I will go back to the Deputy's core question around monetary policy essentially increasing the cost of mortgages, which it is. Everyone has experienced, in some shape or form, the impact of the inflation shock. The reality is the response has been and is to increase the cost of debt for households. That is one of the transmission elements of monetary policy. The other thing that complicates this a little more is that it is not uniform. We have seen a change in the structure of our mortgage market. We now have some fixed rate mortgages. Some of those will roll off over the next couple of years. Maybe close to 10% a year will roll off over the next three years. That is coming. We have seen tracker rates where there is an automatic pass-through and standard variable rates, SVRs, where there is not. We have a real unevenness across the book.
The Deputy talked about potential support for mortgage holders. We need to think about what the aim is. For example, mortgage interest relief is quite broad in that it will just tackle those who have experienced an increase in the interest on their mortgages, which I do not doubt causes pain for households and is an additional cost, but in no way captures the capacity of that household to absorb that increase.
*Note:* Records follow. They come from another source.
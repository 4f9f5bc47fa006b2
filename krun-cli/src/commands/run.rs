//! `krun run` — upload files and/or execute a command on matching endpoints.

use std::path::PathBuf;
use std::sync::Arc;
use std::time::Duration;

use anyhow::{anyhow, bail, Context, Result};
use clap::Args;
use regex::Regex;
use tokio::sync::broadcast;

use krun_core::{layout, Endpoint};
use krun_exec::{run_on_endpoints, wrap_command_in_shell, KubectlTransport, Transport};
use krun_sync::sync_endpoints;

/// Arguments for `krun run`.
#[derive(Args, Debug)]
pub struct RunArgs {
    /// Label selector for endpoints (e.g. app=my-app).
    #[arg(short = 'l', long)]
    pub label_selector: String,

    /// Cluster namespace.
    #[arg(short = 'n', long, default_value = "default")]
    pub namespace: String,

    /// Absolute path to the kubeconfig file.
    #[arg(long)]
    pub kubeconfig: Option<PathBuf>,

    /// Local folder or file to upload.
    #[arg(long)]
    pub upload_src: Option<PathBuf>,

    /// Remote destination directory (e.g. /tmp/app).
    #[arg(long, requires = "upload_src")]
    pub upload_dest: Option<PathBuf>,

    /// Regex of relative paths to exclude from the upload.
    #[arg(long)]
    pub exclude: Option<String>,

    /// Deadline for the whole invocation, in seconds.
    #[arg(long)]
    pub timeout: Option<u64>,

    /// Wrap the command with `sh -c` for pipes, &&, ||, and cd.
    #[arg(long)]
    pub shell: bool,

    /// Path of the agent helper binary on each endpoint.
    #[arg(long, default_value = layout::AGENT_PATH)]
    pub agent_path: String,

    /// Command to execute, after `--`.
    #[arg(last = true)]
    pub command: Vec<String>,
}

impl RunArgs {
    pub async fn run(self) -> Result<()> {
        self.validate()?;
        let exclude = self
            .exclude
            .as_deref()
            .map(Regex::new)
            .transpose()
            .context("invalid exclude pattern")?;

        let transport = Arc::new(KubectlTransport::new(
            &self.namespace,
            self.kubeconfig.clone(),
        ));

        tracing::info!(
            namespace = %self.namespace,
            selector = %self.label_selector,
            "listing endpoints"
        );
        let endpoints = transport
            .list_endpoints(&self.label_selector)
            .await
            .context("failed to list endpoints")?;
        if endpoints.is_empty() {
            println!("No endpoints found with selector: {}", self.label_selector);
            return Ok(());
        }
        tracing::info!(count = endpoints.len(), "starting execution");

        let shutdown = broadcast::channel::<()>(16).0;
        {
            let shutdown = shutdown.clone();
            tokio::spawn(async move {
                if tokio::signal::ctrl_c().await.is_ok() {
                    tracing::info!("interrupt received, cancelling");
                    let _ = shutdown.send(());
                }
            });
        }

        let mut interrupted = shutdown.subscribe();
        let deadline = self.timeout.map(Duration::from_secs);
        let work = self.execute(transport, &endpoints, exclude.as_ref(), &shutdown);

        tokio::select! {
            result = with_deadline(deadline, work) => result,
            _ = interrupted.recv() => Err(anyhow!("interrupted")),
        }
    }

    fn validate(&self) -> Result<()> {
        if self.command.is_empty() && self.upload_src.is_none() {
            bail!("provide a command (after --) or --upload-src (or both)");
        }
        if self.upload_src.is_some() && self.upload_dest.is_none() {
            bail!("--upload-dest is required when --upload-src is provided");
        }
        Ok(())
    }

    /// Upload phase first, command phase second; a command never runs on a
    /// fleet whose upload did not complete.
    async fn execute(
        &self,
        transport: Arc<KubectlTransport>,
        endpoints: &[Endpoint],
        exclude: Option<&Regex>,
        shutdown: &broadcast::Sender<()>,
    ) -> Result<()> {
        let dyn_transport: Arc<dyn Transport> = transport;

        if let (Some(src), Some(dest)) = (&self.upload_src, &self.upload_dest) {
            sync_endpoints(
                dyn_transport.clone(),
                endpoints,
                src,
                dest,
                exclude,
                &self.agent_path,
            )
            .await
            .context("failed to sync endpoints")?;
        }

        if !self.command.is_empty() {
            let argv = if self.shell {
                wrap_command_in_shell(&self.command)
            } else {
                self.command.clone()
            };
            let report = run_on_endpoints(
                dyn_transport,
                endpoints,
                &argv,
                None,
                tokio::io::stdout(),
                tokio::io::stderr(),
                shutdown,
            )
            .await
            .context("command execution failed")?;

            if !report.all_succeeded() {
                bail!(
                    "command failed on {} of {} endpoints",
                    report.failures.len(),
                    endpoints.len()
                );
            }
        }

        Ok(())
    }
}

async fn with_deadline<F>(deadline: Option<Duration>, work: F) -> Result<()>
where
    F: std::future::Future<Output = Result<()>>,
{
    match deadline {
        Some(limit) => match tokio::time::timeout(limit, work).await {
            Ok(result) => result,
            Err(_) => Err(anyhow!("timed out after {}s", limit.as_secs())),
        },
        None => work.await,
    }
}
//! `sh -c` wrapping for commands that need shell features (pipes, `&&`, cd).

/// Wrap an argv in `sh -c`, joining the arguments into one shell line.
///
/// An empty argv stays empty so validation can still reject it upstream.
pub fn wrap_command_in_shell(args: &[String]) -> Vec<String> {
    if args.is_empty() {
        return Vec::new();
    }
    vec!["sh".to_string(), "-c".to_string(), args.join(" ")]
}

#[cfg(test)]
mod tests {
    use super::*;

    fn argv(args: &[&str]) -> Vec<String> {
        args.iter().map(|s| s.to_string()).collect()
    }

    #[test]
    fn wraps_commands_in_sh_dash_c() {
        let cases: &[(&[&str], &[&str])] = &[
            (&[], &[]),
            (&["hostname"], &["sh", "-c", "hostname"]),
            (
                &["pip", "install", "-r", "requirements.txt"],
                &["sh", "-c", "pip install -r requirements.txt"],
            ),
            (
                &["apt update && apt install -y vim"],
                &["sh", "-c", "apt update && apt install -y vim"],
            ),
            (
                &["cd /app && pip install .[core,tpu]"],
                &["sh", "-c", "cd /app && pip install .[core,tpu]"],
            ),
            (
                &["echo hello | grep hello"],
                &["sh", "-c", "echo hello | grep hello"],
            ),
        ];

        for (input, expected) in cases {
            assert_eq!(wrap_command_in_shell(&argv(input)), argv(expected));
        }
    }
}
These broad measures, first, completely contravene what monetary policy is trying to do: they are acting against it and lowering inflation. Second, there are definite side-effects, some of which, if you read the international literature, are unintended, of doing broad-based policy such as this. A lot of it ends up in house prices. To my earlier point, the reality is higher-income households have bigger mortgages and hence pay higher levels of interest.
Instead of thinking about the issue in that way, we should come back to what we talked about around targeted and sustainably funded measures. If these come from the perspective of those households that may have experienced cost-of-living increases, part of which are mortgages, supports should be designed for them rather than policies where we are potentially designing a broad policy that is untargeted as regards people's need for that assistance. That is the overall constraint we are trying to manage within. There are many pressures to deliver on because it has been a big shock. The economy is trying to absorb it. What will be needed to ensure we do not raise total demand too much is a very careful balance of assisting those who need it most.